→ TASK TO CARRY OUT: Whenever a line in the entries below includes the string "InitializeRequest", count that line. Report the total alone.

→ ENTRIES SHOWN:
____

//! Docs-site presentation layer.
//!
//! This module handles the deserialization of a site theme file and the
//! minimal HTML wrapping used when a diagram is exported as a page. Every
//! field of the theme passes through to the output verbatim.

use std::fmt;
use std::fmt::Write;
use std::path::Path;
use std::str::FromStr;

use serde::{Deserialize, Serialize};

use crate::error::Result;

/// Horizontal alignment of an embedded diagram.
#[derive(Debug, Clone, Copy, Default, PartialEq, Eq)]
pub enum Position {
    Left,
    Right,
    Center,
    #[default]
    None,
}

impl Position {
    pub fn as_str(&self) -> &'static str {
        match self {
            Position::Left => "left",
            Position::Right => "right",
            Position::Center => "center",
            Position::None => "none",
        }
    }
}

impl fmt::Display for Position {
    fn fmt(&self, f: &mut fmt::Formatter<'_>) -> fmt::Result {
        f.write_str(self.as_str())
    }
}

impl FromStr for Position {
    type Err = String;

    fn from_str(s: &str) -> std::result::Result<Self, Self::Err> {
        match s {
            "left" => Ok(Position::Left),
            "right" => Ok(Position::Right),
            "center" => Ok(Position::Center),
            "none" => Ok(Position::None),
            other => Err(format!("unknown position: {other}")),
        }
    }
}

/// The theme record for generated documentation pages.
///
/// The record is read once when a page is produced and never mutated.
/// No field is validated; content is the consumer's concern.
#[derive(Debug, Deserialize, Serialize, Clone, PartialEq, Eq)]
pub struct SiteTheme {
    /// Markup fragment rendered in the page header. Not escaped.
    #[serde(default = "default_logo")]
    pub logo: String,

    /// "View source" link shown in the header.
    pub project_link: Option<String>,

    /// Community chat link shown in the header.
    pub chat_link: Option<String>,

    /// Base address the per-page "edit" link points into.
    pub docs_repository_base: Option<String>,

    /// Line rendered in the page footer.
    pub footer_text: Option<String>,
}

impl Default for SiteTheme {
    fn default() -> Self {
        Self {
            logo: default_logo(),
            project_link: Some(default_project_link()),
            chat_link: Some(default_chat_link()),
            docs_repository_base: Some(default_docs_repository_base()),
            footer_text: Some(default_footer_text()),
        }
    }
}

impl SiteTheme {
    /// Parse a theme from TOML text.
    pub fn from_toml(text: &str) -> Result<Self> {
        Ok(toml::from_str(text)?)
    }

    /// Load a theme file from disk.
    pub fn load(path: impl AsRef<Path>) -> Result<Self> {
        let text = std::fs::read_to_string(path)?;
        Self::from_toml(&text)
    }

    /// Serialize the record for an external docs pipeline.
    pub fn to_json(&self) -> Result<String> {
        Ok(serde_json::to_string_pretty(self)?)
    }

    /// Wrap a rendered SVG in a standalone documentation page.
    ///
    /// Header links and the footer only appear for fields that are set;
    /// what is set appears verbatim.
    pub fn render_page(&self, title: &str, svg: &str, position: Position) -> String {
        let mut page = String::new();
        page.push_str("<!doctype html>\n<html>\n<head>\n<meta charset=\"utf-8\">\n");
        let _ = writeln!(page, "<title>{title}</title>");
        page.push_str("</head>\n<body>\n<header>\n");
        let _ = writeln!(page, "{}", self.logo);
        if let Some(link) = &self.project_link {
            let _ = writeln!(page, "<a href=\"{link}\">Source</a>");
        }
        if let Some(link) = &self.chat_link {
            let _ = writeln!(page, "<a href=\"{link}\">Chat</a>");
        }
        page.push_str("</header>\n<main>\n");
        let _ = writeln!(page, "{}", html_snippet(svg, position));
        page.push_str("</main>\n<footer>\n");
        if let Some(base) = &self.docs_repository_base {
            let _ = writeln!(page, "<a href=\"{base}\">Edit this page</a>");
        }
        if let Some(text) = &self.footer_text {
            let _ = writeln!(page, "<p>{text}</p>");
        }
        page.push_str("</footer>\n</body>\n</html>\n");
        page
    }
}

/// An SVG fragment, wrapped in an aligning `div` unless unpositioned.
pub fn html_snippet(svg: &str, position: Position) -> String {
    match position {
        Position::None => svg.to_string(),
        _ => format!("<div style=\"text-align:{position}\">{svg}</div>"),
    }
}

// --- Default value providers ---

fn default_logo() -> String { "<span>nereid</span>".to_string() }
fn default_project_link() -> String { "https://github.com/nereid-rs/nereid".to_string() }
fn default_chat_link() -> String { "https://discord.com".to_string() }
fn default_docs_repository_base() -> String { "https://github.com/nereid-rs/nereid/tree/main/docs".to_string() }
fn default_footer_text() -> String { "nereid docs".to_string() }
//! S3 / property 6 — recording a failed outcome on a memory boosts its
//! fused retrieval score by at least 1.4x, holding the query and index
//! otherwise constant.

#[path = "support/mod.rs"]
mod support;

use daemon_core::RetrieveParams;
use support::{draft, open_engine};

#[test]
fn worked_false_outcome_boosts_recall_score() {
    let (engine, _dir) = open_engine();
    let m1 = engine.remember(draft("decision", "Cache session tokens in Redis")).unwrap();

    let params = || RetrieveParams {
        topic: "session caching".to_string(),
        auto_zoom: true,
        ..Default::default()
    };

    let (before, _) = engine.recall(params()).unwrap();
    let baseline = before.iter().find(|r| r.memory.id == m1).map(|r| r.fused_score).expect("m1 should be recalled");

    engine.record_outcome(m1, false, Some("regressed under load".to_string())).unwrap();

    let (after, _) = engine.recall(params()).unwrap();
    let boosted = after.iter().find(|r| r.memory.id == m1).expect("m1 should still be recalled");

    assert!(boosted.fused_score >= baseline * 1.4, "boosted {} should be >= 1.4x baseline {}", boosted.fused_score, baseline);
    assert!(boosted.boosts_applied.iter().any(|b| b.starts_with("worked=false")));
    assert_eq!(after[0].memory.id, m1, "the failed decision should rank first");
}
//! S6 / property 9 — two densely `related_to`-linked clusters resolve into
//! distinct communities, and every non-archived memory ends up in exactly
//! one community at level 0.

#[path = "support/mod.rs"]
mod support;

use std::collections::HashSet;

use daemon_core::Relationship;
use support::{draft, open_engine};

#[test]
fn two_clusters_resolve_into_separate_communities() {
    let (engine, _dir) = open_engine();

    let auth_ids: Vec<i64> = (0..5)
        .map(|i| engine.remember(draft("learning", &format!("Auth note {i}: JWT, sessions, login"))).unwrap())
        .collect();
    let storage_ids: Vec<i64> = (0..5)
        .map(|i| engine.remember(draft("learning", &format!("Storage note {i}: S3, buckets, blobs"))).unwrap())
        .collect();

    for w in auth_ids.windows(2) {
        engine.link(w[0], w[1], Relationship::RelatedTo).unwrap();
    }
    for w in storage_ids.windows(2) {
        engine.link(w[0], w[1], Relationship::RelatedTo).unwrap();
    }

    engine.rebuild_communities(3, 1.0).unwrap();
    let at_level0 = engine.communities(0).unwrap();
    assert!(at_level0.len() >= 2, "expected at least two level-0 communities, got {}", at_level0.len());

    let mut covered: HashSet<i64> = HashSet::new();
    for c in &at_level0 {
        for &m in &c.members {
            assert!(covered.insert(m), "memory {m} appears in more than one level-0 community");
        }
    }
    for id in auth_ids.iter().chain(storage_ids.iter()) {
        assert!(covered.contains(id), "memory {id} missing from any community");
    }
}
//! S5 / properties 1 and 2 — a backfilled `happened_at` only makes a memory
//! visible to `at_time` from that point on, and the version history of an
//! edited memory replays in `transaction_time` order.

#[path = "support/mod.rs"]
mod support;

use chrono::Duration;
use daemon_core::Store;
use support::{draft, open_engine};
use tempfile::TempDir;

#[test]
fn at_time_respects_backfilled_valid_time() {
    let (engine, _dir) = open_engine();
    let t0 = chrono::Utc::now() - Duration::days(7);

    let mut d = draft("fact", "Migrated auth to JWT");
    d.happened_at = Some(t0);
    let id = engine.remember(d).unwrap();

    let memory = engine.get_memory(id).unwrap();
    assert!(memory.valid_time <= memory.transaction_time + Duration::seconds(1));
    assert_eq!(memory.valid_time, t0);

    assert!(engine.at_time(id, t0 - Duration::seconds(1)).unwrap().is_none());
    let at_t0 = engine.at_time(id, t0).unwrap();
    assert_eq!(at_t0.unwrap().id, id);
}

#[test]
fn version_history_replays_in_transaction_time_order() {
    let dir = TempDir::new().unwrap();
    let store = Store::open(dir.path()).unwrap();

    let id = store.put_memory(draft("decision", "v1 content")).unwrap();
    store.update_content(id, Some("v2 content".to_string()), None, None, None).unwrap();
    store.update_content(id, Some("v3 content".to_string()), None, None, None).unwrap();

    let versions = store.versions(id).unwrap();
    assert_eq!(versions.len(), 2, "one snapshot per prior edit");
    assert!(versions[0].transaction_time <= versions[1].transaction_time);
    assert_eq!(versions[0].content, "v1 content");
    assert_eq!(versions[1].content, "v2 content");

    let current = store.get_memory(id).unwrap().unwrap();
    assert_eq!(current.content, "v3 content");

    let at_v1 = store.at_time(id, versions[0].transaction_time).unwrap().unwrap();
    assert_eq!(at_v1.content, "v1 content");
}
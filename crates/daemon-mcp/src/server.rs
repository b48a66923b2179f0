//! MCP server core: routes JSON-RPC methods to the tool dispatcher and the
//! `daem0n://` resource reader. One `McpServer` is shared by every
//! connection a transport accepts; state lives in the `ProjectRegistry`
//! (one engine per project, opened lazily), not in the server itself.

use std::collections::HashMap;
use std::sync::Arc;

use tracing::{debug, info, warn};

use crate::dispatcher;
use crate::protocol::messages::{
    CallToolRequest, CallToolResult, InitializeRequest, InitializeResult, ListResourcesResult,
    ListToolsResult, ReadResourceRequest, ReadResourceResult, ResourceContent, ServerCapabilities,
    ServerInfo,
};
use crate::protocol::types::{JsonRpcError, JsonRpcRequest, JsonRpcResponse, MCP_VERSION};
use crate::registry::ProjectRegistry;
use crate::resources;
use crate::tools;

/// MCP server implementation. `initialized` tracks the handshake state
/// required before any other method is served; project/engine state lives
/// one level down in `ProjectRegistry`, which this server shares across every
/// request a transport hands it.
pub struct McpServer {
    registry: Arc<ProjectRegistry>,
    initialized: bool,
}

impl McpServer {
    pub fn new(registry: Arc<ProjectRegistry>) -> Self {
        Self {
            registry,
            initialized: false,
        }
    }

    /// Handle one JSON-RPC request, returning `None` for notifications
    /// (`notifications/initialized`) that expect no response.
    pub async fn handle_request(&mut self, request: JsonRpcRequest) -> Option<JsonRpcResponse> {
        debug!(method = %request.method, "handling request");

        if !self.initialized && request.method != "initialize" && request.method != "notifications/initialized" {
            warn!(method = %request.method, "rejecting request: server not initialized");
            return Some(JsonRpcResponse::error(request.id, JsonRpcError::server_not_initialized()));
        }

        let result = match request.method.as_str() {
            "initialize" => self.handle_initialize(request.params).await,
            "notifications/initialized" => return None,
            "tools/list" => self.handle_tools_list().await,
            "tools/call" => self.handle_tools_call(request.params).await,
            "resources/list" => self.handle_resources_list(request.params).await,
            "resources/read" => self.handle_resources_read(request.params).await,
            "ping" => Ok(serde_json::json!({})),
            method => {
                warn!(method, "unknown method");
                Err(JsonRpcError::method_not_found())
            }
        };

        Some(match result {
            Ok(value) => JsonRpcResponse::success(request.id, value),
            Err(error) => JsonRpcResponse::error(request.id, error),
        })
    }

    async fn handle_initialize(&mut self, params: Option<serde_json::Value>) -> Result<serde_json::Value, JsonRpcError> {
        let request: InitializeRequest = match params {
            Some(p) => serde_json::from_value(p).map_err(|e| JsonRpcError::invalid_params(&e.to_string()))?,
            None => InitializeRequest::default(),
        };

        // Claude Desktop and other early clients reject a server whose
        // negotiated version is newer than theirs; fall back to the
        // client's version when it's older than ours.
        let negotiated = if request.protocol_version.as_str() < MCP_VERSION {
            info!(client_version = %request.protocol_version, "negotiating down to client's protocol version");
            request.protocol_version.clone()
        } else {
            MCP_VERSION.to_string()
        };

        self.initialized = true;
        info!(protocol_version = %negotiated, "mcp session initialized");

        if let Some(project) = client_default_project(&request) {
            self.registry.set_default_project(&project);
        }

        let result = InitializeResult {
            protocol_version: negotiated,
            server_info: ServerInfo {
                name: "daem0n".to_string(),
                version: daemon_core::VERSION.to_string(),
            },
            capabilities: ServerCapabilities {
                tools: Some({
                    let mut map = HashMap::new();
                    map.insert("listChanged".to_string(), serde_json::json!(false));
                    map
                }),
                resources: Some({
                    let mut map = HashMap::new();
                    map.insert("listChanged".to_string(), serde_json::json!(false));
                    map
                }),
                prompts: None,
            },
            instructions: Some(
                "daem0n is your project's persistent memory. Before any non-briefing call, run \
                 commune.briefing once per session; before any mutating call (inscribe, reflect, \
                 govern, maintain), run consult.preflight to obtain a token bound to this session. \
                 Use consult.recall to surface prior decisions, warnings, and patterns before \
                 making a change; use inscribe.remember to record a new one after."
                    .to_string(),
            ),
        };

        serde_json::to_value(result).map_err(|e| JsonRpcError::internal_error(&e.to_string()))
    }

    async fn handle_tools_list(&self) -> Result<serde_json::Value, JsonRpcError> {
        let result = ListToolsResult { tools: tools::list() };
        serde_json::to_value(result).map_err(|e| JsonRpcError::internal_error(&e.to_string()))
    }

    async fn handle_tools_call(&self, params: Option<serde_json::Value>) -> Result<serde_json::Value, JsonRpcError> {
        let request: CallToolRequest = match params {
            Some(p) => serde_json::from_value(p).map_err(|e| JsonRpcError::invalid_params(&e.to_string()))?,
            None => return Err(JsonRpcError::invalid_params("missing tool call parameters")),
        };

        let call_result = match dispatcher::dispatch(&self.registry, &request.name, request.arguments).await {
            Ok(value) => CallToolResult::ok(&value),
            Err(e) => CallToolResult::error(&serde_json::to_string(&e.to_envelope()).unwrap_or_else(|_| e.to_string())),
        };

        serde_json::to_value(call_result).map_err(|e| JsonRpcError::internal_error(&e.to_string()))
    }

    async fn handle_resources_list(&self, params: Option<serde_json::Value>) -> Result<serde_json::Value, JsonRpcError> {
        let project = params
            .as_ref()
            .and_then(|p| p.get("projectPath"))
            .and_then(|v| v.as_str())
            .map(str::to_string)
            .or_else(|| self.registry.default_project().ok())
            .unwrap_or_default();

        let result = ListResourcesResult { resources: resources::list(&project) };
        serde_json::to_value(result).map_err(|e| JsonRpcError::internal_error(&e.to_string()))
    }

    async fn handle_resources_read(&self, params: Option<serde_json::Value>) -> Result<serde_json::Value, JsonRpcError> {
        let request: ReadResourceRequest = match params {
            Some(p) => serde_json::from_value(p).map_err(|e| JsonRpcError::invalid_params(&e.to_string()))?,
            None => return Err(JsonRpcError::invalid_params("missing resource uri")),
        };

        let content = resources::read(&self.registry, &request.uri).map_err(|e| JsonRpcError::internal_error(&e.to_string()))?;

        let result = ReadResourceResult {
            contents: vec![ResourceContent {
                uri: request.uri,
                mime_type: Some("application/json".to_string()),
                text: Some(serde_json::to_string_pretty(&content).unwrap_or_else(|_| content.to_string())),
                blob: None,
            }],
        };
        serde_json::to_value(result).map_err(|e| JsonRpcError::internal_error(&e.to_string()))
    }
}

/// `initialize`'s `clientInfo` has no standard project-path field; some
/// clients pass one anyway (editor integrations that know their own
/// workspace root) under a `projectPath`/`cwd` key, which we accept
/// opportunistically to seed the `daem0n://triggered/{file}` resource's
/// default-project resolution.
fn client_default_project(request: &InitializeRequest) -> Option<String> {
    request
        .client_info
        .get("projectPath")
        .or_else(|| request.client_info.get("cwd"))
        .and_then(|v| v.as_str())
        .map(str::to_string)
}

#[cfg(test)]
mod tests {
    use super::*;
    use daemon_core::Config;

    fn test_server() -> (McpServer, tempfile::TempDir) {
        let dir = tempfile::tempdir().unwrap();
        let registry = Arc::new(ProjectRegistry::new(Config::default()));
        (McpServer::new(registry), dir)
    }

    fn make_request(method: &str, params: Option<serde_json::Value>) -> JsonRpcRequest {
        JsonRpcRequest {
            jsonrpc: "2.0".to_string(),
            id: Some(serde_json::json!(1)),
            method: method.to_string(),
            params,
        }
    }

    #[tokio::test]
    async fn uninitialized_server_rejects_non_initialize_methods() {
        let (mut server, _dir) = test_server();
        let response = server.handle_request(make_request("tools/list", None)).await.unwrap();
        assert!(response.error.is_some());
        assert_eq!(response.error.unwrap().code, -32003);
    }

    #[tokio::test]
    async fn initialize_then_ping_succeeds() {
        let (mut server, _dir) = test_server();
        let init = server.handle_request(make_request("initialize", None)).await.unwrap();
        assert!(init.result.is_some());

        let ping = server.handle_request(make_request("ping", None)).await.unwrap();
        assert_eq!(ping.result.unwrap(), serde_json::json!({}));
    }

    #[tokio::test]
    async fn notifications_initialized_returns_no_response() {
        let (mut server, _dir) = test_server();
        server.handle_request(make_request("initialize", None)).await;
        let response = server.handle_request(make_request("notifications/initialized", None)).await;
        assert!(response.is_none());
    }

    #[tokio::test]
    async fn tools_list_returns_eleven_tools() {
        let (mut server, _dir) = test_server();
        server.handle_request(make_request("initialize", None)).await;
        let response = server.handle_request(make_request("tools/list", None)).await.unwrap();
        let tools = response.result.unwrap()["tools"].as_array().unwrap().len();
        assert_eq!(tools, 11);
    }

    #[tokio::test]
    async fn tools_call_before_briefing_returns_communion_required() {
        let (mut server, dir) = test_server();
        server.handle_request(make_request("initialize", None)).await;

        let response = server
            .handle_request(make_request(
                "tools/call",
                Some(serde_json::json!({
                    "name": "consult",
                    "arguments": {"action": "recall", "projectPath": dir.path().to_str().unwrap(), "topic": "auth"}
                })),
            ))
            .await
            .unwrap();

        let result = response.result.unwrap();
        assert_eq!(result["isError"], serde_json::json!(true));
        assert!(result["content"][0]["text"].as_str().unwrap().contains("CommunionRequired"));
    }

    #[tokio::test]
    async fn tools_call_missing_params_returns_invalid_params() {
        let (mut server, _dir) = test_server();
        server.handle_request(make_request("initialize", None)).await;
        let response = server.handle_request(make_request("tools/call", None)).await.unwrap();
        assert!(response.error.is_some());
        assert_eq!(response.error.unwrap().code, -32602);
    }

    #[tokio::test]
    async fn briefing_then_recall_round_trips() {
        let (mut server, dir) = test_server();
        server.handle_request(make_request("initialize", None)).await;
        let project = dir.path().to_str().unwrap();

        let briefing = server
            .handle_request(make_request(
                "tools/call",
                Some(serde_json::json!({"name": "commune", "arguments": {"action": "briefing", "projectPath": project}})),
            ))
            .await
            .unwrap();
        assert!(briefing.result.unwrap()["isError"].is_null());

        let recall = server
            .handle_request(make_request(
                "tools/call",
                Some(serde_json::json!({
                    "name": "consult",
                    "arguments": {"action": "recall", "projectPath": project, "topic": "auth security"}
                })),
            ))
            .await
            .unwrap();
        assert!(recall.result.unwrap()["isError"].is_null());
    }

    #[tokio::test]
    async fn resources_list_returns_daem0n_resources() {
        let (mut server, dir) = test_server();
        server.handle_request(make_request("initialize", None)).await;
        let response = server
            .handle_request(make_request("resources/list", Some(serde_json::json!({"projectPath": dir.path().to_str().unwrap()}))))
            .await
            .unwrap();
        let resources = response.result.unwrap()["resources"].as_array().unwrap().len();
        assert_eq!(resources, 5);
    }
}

____

→ TASK RESULT: 4